Ella tiene aún la sábana sobre su piel
como una ola que sobre la costa se cierne.
Su espalda sube y baja como arena erosionada
que sin embargo se renueva, incansable.
Los párpados le tiemblan con la pesada carga
del sueño ligero; y yo la observo, yo la
observo.
Mañana deberemos marchar, como siempre,
apresurados por la brújula inquieta del
mundo.
¿Por qué debe ser así?
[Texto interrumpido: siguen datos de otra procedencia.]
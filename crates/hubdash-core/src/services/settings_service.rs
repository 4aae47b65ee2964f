//! Site settings shown alongside the navigation menu

use std::sync::Arc;
use tracing::{info, warn};

use crate::domain::{SiteSettings, SiteSettingsPatch};
use crate::error::DomainError;
use crate::repositories::SettingsRepository;

pub struct SettingsService {
    repo: Arc<dyn SettingsRepository>,
}

impl SettingsService {
    pub fn new(repo: Arc<dyn SettingsRepository>) -> Self {
        Self { repo }
    }

    /// Stored settings, or the defaults when none are saved or the store fails.
    pub async fn current(&self) -> SiteSettings {
        match self.repo.load().await {
            Ok(Some(settings)) => settings,
            Ok(None) => SiteSettings::default(),
            Err(e) => {
                warn!("Falling back to default site settings: {}", e);
                SiteSettings::default()
            }
        }
    }

    pub async fn update(&self, patch: SiteSettingsPatch) -> Result<SiteSettings, DomainError> {
        let merged = self.current().await.merged(patch)?;
        self.repo.save(&merged).await?;
        info!(
            "Site settings saved (proxy domain {}, theme {})",
            merged.proxy_domain, merged.theme
        );
        Ok(merged)
    }
}
use axum::{extract::State, Json};

use hubdash_core::domain::{LivenessReport, SystemReport};

use crate::error::ApiError;
use crate::state::AppState;

/// `GET /health` - always 200 while the process is serving.
pub async fn health_check(State(state): State<AppState>) -> Json<LivenessReport> {
    Json(state.health.liveness())
}

/// `GET /health/system`
pub async fn system_health(State(state): State<AppState>) -> Result<Json<SystemReport>, ApiError> {
    state
        .health
        .system_report()
        .await
        .map(Json)
        .map_err(|e| ApiError::SystemInfo(e.to_string()))
}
Uno quisiese, aunque
fuera unos segundos de descanso verdadero;
ese descanso en que se recuerdan los sueños
porque el reloj no interrumpió en tono
grosero.
Mas nos dictan que no hay placeres más
bellos
que el deber cumplido; les creemos, les
creemos.
El vapor se hace ligero hasta ser terso
rocío
sobre el metal helado que enmarca los
cristales.
De pronto, no en el estómago, un vacío
invade la consciencia: corazones detestables
que incitan al pensamiento oscuro a pesar
de que uno quiera cabalgar sin caso
hacerles;
no, quiebran voluntades y debemos caminar
bajo su yugo; todas las noches, todas las
noches.
El yunque cae mientras el sol se levanta:
un día nuevo que es como los otros mezclados.
La vida es tan breve, pero la marcha tan
larga;
deberé despertarla ya y preparar nuestros
vuelos.
Pero antes siento ansia de pelear con la
nada
que me tortura en las noches tranquilas;
estos
pedazos de soledad aciaga no pueden contra
el alma siempre; y la acaricio, la acaricio.